### Exercise requirements
Out of the lines below, please list those that hold the string "window".

(Saved entries)

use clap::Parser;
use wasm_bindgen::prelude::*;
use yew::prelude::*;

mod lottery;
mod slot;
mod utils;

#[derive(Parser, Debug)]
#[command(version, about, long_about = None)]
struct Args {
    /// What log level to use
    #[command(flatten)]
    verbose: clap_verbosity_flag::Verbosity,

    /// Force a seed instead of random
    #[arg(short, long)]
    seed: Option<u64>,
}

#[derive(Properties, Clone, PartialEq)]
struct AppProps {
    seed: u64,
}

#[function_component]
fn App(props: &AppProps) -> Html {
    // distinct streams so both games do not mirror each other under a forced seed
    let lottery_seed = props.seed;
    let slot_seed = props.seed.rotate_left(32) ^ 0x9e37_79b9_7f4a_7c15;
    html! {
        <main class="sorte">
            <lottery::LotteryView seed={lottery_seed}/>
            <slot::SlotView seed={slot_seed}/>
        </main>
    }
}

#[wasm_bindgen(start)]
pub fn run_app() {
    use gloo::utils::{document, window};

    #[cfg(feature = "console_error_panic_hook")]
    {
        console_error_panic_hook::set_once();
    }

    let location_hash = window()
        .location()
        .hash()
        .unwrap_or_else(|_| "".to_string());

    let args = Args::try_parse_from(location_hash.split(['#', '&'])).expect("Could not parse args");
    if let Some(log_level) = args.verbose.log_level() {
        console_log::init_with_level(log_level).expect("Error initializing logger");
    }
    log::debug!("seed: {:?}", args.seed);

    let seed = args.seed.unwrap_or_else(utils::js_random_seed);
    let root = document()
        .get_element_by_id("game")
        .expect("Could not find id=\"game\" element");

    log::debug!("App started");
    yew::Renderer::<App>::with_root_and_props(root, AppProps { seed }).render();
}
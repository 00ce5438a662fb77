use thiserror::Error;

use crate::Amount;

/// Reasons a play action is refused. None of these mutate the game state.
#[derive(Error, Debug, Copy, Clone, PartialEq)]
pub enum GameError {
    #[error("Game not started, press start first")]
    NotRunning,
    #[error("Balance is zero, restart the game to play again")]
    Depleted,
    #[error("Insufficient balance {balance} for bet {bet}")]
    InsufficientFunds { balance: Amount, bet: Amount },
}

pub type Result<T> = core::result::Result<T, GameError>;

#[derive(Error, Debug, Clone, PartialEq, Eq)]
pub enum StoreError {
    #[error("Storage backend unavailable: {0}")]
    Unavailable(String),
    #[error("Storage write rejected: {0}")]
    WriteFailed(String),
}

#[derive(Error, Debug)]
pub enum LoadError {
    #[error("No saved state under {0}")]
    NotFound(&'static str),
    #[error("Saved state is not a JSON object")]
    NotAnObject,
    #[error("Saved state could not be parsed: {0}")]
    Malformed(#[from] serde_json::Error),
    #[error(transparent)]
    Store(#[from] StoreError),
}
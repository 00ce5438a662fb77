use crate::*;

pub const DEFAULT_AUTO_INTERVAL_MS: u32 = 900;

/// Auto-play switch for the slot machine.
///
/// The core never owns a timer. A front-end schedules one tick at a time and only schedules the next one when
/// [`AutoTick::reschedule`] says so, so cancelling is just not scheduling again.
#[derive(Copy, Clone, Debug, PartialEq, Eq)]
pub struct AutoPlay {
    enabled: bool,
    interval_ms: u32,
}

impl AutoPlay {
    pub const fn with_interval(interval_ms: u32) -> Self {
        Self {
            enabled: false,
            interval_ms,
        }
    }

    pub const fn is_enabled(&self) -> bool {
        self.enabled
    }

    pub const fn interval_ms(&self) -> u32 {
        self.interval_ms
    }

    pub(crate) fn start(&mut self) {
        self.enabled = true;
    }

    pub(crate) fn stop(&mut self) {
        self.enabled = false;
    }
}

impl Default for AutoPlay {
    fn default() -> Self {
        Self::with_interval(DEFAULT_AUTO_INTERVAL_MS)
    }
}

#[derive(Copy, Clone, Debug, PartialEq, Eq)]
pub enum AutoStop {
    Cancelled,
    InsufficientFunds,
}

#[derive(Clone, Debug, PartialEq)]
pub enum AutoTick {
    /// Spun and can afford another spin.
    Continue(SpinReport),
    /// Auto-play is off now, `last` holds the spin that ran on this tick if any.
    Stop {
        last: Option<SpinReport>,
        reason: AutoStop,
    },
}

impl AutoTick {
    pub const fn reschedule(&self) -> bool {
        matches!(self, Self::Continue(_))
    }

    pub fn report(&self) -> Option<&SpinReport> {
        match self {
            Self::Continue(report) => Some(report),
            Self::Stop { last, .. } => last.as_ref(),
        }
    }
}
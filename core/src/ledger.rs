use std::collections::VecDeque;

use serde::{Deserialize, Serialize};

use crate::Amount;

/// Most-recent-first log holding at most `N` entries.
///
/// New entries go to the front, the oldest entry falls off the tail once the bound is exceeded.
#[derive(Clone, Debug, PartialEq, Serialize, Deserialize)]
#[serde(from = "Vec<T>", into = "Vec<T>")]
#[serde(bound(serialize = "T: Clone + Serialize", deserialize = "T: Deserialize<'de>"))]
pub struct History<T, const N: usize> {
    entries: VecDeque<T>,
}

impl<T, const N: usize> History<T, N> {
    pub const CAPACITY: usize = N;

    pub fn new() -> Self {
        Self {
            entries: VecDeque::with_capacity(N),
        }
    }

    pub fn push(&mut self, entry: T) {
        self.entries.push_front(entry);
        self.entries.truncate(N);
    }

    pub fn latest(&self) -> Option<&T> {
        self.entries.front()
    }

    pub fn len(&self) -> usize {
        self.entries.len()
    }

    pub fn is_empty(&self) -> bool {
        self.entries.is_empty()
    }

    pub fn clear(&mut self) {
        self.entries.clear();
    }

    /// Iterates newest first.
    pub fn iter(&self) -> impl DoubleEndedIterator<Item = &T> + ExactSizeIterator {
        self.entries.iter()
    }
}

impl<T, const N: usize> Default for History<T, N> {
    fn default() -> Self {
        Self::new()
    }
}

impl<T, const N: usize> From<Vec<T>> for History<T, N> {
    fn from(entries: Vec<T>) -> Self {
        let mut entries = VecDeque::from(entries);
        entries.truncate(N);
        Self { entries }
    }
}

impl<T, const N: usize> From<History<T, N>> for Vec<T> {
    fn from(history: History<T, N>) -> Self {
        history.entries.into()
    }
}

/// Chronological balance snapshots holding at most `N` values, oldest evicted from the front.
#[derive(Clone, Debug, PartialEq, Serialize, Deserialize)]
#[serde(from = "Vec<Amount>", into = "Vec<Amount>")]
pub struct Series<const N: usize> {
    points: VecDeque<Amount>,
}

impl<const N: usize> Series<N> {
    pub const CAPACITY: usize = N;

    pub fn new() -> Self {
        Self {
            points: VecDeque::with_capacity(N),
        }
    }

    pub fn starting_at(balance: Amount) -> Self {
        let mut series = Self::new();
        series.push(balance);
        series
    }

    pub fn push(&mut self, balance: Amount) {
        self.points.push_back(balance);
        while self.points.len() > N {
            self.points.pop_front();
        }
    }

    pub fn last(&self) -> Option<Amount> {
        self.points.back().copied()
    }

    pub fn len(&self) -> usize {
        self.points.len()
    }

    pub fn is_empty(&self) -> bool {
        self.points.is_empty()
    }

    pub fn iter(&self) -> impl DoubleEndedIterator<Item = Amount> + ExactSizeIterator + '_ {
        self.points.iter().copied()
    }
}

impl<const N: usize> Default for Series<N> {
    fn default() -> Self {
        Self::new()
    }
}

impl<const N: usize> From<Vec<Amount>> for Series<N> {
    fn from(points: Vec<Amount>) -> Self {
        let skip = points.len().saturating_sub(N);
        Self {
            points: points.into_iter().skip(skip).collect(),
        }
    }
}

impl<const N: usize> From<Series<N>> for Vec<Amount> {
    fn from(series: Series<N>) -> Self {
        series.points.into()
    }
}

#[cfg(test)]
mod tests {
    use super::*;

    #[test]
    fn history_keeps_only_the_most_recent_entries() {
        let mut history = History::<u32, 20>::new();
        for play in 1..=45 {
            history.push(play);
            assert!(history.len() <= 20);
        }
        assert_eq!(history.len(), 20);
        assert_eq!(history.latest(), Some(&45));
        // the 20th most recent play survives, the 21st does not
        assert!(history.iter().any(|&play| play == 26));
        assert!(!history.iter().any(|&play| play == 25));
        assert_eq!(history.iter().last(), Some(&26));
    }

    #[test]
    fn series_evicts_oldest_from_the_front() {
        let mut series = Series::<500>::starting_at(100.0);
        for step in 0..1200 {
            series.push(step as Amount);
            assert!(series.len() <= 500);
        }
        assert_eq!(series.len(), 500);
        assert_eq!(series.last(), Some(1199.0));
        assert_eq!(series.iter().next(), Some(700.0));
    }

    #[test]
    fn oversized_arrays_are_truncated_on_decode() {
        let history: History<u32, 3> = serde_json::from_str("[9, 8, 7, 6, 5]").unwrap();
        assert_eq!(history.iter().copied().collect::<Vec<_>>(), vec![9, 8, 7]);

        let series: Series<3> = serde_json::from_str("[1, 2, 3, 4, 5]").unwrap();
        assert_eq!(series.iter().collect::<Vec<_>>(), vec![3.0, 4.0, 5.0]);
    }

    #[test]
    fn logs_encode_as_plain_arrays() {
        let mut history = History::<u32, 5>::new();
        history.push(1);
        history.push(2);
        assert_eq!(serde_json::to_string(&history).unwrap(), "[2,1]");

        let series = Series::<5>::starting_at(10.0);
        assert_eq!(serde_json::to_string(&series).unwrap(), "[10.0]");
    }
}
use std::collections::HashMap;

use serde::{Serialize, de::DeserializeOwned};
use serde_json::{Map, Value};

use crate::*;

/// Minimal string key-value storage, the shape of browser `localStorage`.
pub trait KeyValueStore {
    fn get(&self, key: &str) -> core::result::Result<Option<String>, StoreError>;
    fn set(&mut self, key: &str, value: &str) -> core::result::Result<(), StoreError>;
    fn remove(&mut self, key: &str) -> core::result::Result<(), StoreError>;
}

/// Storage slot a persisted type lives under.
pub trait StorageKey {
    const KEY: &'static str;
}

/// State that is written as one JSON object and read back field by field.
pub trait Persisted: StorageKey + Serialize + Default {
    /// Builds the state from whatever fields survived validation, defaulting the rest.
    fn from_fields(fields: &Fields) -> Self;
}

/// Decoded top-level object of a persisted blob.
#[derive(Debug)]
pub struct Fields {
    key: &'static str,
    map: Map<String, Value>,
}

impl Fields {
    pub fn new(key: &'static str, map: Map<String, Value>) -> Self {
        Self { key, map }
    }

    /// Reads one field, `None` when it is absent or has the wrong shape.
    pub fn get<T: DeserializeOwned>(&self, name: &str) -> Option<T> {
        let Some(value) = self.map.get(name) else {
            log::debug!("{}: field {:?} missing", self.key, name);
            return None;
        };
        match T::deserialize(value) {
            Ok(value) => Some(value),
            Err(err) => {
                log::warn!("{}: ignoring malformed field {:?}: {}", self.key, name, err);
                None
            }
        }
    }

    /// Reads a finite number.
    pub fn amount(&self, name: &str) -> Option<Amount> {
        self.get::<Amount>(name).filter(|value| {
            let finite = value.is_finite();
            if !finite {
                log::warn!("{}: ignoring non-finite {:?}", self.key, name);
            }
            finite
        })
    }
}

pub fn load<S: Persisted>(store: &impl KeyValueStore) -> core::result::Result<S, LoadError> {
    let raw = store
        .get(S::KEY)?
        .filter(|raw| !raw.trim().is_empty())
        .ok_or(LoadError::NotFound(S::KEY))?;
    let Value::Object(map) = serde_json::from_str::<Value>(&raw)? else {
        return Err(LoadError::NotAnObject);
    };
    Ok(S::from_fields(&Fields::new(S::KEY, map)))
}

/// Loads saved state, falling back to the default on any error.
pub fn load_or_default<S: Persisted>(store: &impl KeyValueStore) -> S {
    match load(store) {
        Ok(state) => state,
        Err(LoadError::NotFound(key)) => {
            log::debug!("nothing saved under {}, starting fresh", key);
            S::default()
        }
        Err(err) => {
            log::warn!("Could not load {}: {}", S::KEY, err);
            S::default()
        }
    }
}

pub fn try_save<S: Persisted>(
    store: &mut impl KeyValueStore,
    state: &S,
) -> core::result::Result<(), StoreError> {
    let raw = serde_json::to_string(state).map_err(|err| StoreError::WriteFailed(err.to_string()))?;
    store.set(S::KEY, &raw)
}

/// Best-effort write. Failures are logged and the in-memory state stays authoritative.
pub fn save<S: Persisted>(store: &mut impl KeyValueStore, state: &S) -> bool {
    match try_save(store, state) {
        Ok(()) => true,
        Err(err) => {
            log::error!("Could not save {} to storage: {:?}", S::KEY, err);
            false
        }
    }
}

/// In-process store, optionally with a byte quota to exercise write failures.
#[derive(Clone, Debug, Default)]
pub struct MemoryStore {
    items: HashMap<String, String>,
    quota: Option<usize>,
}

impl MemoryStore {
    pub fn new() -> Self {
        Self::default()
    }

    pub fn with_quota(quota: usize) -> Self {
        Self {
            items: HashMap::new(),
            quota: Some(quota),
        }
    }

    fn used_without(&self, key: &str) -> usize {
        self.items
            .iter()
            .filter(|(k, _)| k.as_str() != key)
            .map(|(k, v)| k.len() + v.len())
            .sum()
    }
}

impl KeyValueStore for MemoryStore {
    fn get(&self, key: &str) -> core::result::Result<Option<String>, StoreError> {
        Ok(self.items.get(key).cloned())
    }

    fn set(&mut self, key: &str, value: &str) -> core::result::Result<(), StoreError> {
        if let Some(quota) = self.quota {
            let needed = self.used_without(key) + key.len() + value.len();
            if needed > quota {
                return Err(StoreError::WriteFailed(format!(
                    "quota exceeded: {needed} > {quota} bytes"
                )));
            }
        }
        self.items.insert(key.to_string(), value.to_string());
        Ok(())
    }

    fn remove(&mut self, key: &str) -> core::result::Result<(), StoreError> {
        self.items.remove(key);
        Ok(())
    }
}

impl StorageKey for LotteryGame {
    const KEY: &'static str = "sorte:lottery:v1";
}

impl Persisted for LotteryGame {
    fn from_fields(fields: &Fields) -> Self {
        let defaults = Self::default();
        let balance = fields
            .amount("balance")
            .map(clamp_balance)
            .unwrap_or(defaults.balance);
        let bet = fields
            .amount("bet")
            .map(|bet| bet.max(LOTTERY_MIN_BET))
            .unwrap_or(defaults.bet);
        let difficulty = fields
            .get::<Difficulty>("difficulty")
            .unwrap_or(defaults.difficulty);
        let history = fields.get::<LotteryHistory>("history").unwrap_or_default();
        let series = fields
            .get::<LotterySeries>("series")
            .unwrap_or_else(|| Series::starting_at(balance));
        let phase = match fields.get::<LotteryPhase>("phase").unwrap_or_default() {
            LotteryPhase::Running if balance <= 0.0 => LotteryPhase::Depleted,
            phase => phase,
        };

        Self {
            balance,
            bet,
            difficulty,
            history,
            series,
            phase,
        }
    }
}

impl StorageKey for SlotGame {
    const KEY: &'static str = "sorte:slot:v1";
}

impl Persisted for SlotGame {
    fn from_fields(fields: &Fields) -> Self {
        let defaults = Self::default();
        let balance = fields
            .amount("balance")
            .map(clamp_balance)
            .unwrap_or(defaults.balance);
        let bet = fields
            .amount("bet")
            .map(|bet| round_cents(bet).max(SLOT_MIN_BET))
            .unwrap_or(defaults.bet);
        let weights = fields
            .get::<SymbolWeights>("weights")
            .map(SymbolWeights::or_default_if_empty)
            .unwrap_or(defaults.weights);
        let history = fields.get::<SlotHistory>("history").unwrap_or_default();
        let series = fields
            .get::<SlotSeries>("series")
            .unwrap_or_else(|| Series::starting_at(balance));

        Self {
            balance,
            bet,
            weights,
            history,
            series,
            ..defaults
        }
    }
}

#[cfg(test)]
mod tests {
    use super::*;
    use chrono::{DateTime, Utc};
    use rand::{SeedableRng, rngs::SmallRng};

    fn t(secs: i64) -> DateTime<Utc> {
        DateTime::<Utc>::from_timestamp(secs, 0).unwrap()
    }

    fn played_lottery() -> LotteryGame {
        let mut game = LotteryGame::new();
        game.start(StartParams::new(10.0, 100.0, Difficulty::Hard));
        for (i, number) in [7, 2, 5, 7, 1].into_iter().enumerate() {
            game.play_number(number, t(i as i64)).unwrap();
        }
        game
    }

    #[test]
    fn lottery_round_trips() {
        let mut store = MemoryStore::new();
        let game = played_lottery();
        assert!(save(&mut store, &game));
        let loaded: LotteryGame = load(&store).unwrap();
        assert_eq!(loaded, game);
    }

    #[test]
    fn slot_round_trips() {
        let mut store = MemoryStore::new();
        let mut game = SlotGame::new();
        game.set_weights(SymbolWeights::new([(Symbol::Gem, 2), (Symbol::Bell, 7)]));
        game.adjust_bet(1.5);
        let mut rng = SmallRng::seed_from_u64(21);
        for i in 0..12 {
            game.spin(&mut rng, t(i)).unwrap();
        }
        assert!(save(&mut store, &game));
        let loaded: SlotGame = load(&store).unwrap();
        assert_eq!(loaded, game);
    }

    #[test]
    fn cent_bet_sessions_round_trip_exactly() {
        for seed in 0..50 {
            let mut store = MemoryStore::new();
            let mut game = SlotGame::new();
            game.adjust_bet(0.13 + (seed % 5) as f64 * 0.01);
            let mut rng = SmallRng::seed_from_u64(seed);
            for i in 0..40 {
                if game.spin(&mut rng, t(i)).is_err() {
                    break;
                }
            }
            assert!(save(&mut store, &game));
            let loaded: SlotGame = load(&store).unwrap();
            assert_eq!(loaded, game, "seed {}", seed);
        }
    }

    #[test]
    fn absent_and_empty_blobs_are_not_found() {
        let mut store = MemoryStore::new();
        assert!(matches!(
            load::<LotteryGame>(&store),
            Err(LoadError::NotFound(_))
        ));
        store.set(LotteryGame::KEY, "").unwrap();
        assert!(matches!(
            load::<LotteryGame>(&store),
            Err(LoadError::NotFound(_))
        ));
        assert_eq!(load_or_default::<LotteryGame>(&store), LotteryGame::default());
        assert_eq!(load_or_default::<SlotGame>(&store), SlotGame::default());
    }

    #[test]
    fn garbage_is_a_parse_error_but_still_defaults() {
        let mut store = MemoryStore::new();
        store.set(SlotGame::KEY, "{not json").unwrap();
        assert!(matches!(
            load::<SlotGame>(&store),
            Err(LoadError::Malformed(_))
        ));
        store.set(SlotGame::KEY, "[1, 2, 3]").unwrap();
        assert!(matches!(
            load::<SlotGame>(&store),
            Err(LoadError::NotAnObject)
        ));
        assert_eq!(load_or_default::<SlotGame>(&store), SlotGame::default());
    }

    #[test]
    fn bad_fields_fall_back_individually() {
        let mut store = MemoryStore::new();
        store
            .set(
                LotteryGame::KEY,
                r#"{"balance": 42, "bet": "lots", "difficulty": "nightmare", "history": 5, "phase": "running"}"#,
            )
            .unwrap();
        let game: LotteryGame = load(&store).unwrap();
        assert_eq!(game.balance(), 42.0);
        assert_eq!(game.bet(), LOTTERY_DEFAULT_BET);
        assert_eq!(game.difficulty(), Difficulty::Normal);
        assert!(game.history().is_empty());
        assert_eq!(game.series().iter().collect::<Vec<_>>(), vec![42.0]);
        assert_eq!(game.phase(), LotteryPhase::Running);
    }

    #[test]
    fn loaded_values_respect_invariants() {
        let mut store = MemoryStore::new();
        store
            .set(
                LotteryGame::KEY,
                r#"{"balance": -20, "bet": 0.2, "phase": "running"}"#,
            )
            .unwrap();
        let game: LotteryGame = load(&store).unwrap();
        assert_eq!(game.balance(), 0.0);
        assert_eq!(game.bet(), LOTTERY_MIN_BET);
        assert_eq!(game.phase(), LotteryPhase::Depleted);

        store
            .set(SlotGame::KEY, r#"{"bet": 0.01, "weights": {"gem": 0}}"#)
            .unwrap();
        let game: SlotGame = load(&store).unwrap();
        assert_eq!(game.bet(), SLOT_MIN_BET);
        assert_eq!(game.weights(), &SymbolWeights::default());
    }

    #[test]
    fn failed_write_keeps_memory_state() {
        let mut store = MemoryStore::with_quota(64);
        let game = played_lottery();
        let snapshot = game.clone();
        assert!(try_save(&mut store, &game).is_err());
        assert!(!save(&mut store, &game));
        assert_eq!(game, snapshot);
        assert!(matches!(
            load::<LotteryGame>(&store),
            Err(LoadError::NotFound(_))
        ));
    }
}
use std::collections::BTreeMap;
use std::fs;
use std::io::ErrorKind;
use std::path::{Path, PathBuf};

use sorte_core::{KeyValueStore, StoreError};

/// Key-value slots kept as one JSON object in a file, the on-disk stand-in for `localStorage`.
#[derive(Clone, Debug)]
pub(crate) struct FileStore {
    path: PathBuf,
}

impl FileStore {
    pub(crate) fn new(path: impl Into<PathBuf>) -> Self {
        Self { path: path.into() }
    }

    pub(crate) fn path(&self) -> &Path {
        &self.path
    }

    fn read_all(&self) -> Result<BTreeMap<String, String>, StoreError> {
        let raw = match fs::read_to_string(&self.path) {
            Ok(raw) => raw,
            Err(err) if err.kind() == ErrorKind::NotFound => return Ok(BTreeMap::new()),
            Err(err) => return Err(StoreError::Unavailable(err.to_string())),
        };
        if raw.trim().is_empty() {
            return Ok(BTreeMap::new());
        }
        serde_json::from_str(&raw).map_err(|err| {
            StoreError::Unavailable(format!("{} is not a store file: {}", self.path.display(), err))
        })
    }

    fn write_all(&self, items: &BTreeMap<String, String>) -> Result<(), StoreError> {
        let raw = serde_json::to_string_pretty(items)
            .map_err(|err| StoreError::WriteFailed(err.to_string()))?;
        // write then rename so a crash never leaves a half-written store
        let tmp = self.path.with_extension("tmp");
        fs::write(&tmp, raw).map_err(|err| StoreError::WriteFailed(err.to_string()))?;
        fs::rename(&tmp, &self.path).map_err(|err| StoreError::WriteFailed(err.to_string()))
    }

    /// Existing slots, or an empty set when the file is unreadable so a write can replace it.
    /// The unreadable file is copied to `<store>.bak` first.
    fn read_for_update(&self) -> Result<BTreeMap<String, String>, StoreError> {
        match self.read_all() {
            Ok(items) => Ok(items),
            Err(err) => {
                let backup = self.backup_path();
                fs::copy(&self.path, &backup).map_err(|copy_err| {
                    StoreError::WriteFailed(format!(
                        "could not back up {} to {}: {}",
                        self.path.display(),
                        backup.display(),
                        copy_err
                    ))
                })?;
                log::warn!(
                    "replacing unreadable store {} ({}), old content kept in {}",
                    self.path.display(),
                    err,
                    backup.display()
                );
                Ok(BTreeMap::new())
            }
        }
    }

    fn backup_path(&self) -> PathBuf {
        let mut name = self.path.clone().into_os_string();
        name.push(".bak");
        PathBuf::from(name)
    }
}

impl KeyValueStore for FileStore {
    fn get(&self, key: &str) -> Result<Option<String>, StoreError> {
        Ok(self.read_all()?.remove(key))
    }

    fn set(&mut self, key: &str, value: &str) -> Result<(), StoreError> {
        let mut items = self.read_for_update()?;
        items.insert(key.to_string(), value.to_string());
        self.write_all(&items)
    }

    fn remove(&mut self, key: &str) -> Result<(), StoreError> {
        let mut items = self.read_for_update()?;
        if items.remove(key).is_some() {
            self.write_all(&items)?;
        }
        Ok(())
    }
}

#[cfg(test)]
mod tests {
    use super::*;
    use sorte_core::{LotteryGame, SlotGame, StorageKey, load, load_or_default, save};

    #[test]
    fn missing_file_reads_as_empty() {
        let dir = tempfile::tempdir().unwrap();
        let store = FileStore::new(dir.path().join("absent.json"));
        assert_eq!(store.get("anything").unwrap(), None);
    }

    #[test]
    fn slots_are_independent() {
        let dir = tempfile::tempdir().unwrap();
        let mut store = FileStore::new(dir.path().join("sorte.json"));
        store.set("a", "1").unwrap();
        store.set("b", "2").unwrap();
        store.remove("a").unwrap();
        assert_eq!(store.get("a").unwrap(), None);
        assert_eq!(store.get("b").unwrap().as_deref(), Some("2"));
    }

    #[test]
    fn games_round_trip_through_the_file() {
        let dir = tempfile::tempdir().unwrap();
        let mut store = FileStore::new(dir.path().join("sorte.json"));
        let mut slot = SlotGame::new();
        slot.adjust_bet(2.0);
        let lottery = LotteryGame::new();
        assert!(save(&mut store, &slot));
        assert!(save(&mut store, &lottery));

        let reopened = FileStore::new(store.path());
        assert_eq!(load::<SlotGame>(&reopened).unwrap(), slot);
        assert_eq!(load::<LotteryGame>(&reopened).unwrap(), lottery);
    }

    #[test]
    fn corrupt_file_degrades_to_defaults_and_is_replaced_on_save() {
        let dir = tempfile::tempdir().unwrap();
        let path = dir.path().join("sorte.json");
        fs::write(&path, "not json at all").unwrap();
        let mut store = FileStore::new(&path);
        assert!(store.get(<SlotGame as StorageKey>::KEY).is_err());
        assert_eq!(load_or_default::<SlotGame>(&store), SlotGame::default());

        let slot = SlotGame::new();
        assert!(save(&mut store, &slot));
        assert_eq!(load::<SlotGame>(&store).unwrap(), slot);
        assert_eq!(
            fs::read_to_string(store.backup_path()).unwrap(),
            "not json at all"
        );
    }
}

### Solution
    use gloo::utils::{document, window};
    let location_hash = window()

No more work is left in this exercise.